The lander, carrying the microrover, will aerobrake in the upper martian atmosphere using an aeroshell and a parachute. Just before impact, airbags will inflate to cushion the landing. The microrover will then roll out to examine the rocks and soil nearby.
Both lander and rover will carry scientific instruments and cameras. The lander will make atmospheric and meteorological observations during descent and function as a weather station on the surface, as well as a radio relay station for the rover.
The constraints on landing site selection had to do with engineering considerations, Spear said. Since the spacecraft are powered by nonsteerable solar arrays, the best site is one with maximum sunshine and in July, 1997, the sun will be directly over the 15 N latitude region of the planet.

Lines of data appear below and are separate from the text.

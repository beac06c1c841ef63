//! Kinema Core Runtime
//!
//! This crate provides the declarative animation node graph:
//!
//! - **Expression Nodes**: arithmetic, comparison and control-flow nodes over `f64`
//! - **Value Slots & Clocks**: mutable state and frame-synchronised time sources
//! - **Integrators**: spring physics and eased timing, stepped once per frame
//! - **Evaluation**: frame-driven, dependency-tracked root updates
//!
//! # Example
//!
//! ```rust
//! use kinema_core::{NodeGraph, SpringConfig};
//!
//! let mut graph = NodeGraph::new();
//!
//! let clock = graph.clock();
//! let state = graph.spring_state();
//! let start = graph.start_clock(clock);
//! let spring = graph.spring(clock, state, 100.0, SpringConfig::default());
//! let root = graph.block([start, spring]);
//!
//! let mut position = 0.0;
//! for frame in 1..=120 {
//!     position = graph.step(root, frame as f64 * 16.0).unwrap();
//! }
//! assert!((position - 100.0).abs() < 1.0);
//! ```

pub mod color;
pub mod config;
pub mod easing;
pub mod error;
pub mod eval;
pub mod graph;
pub mod interpolate;
pub mod node;
pub mod spring;
pub mod timing;

pub use color::{pack_argb, packed_alpha, RgbColor};
pub use config::EvalConfig;
pub use easing::{CubicBezier, Easing};
pub use error::{GraphError, Result};
pub use graph::{GraphStats, NodeGraph};
pub use interpolate::InterpolateConfig;
pub use node::{truthy, Adaptable, BinaryOp, Clock, ClockId, Extrapolate, NodeId, UnaryOp, ValueNode};
pub use spring::{SpringConfig, SpringState, SpringStep};
pub use timing::{timing_step, TimingConfig, TimingSpec, TimingState, TimingStep};
//! Graph error types

use thiserror::Error;

use crate::node::{Clock, NodeId};

/// Errors that can occur when building or evaluating a node graph
#[derive(Error, Debug, Clone, PartialEq)]
pub enum GraphError {
    /// Handle does not belong to this graph or was removed
    #[error("unknown node: {0:?}")]
    UnknownNode(NodeId),

    /// Clock handle does not belong to this graph
    #[error("unknown clock: {0:?}")]
    UnknownClock(Clock),

    /// Expression nesting is deeper than the configured limit
    #[error("evaluation exceeded the maximum depth of {limit}")]
    DepthExceeded { limit: usize },

    /// Interpolation ranges differ in length
    #[error("input range has {inputs} stops but output range has {outputs}")]
    RangeMismatch { inputs: usize, outputs: usize },

    /// Interpolation needs at least two stops
    #[error("interpolation range needs at least two stops")]
    EmptyRange,

    /// Interpolation input stops must be non-decreasing
    #[error("interpolation input range must be non-decreasing")]
    NonMonotonicRange,
}

/// Result type for graph operations
pub type Result<T> = std::result::Result<T, GraphError>;
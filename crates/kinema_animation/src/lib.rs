//! Kinema Animation Helpers
//!
//! Reusable animation building blocks composed from [`kinema_core`] graph
//! nodes. Every helper only builds nodes; evaluation is driven by the caller.
//!
//! # Features
//!
//! - **Math**: degree/radian conversion, variadic min/max, polynomial `atan`/`atan2`
//! - **Run Loops**: clock-driven spring and timing animations that restart on demand
//! - **Color**: HSV conversion and multi-stop color interpolation
//! - **Lookup**: `match`-style branching, index lookup and snap points
//! - **Gestures**: scroll offsets bound to value slots
//!
//! # Example
//!
//! ```rust
//! use kinema_animation::{get_snap_point, run_spring};
//! use kinema_core::NodeGraph;
//!
//! let mut graph = NodeGraph::new();
//! let clock = graph.clock();
//! let dest = get_snap_point(&mut graph, 140.0, 0.0, &[0.0, 100.0, 300.0]).unwrap();
//! let position = run_spring(&mut graph, clock, 0.0, dest);
//!
//! let mut x = 0.0;
//! for frame in 1..=300 {
//!     x = graph.step(position, frame as f64 * 16.0).unwrap();
//! }
//! assert_eq!(x, 100.0);
//! ```

pub mod branch;
pub mod color;
pub mod gesture;
pub mod math;
pub mod run;
pub mod transform;

pub use branch::{get_snap_point, lookup, match_branches};
pub use color::{color_hsv, interpolate_colors, rgb_to_hsv, Hsv};
pub use gesture::{on_scroll, ContentOffset, ScrollEvent, ScrollHandler};
pub use math::{atan, atan2, max, min, to_deg, to_rad};
pub use run::{run_spring, run_spring_with, run_timing};
pub use transform::{translate_z, ScaleTransform};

The elevation must be as low as possible, Spear added, so the descent parachute has sufficient time to open and slow the lander to the correct terminal velocity. The landing will be within a 100- by 200-kilometer (60- by 120-mile) ellipse around the targeted site that will accomodate uncertainties in navigation and atmospheric entry. Ares Vallis, which meets the engineering constraints, was chosen after a workshop earlier this year attended by 60 scientists who study Mars.
The Ares Vallis site is also a "grab bag" location, according to Golombek, set at the mouth of a large outflow channel in which a wide variety of rocks washed down from highland areas by the ancient floods are potentially within reach of the rover. Even though the exact origins of the samples would not be known, he said, the chance of sampling a variety of rocks in a small area could reveal a lot about Mars. Several potential sites were considered where ancient flood channels emptied into Chryse Planitia, having cut through crustal units and ridged plains where the water would have picked up material and deposited it on the plain.
Other sites that were considered included Oxia Palus, a highlands region that contains highland crust and dark wind-blown deposits; Maja Valles Fan, a delta fan which drained an outflow channel; and the Maja Highlands, just south of Maja Valles. All sites were studied using Viking orbiter data.
Both the Pathfinder lander and rover have stereo imaging systems. The rover also carries an alpha proton x-ray spectrometer to examine the composition of rocks. The imaging system will reveal the mineralogy of surface materials as well as the geologic processes and atmosphere interactions that created and modified the surface. The instrument package will also enable scientists to determine dust particle size and water vapor abundance in the atmosphere.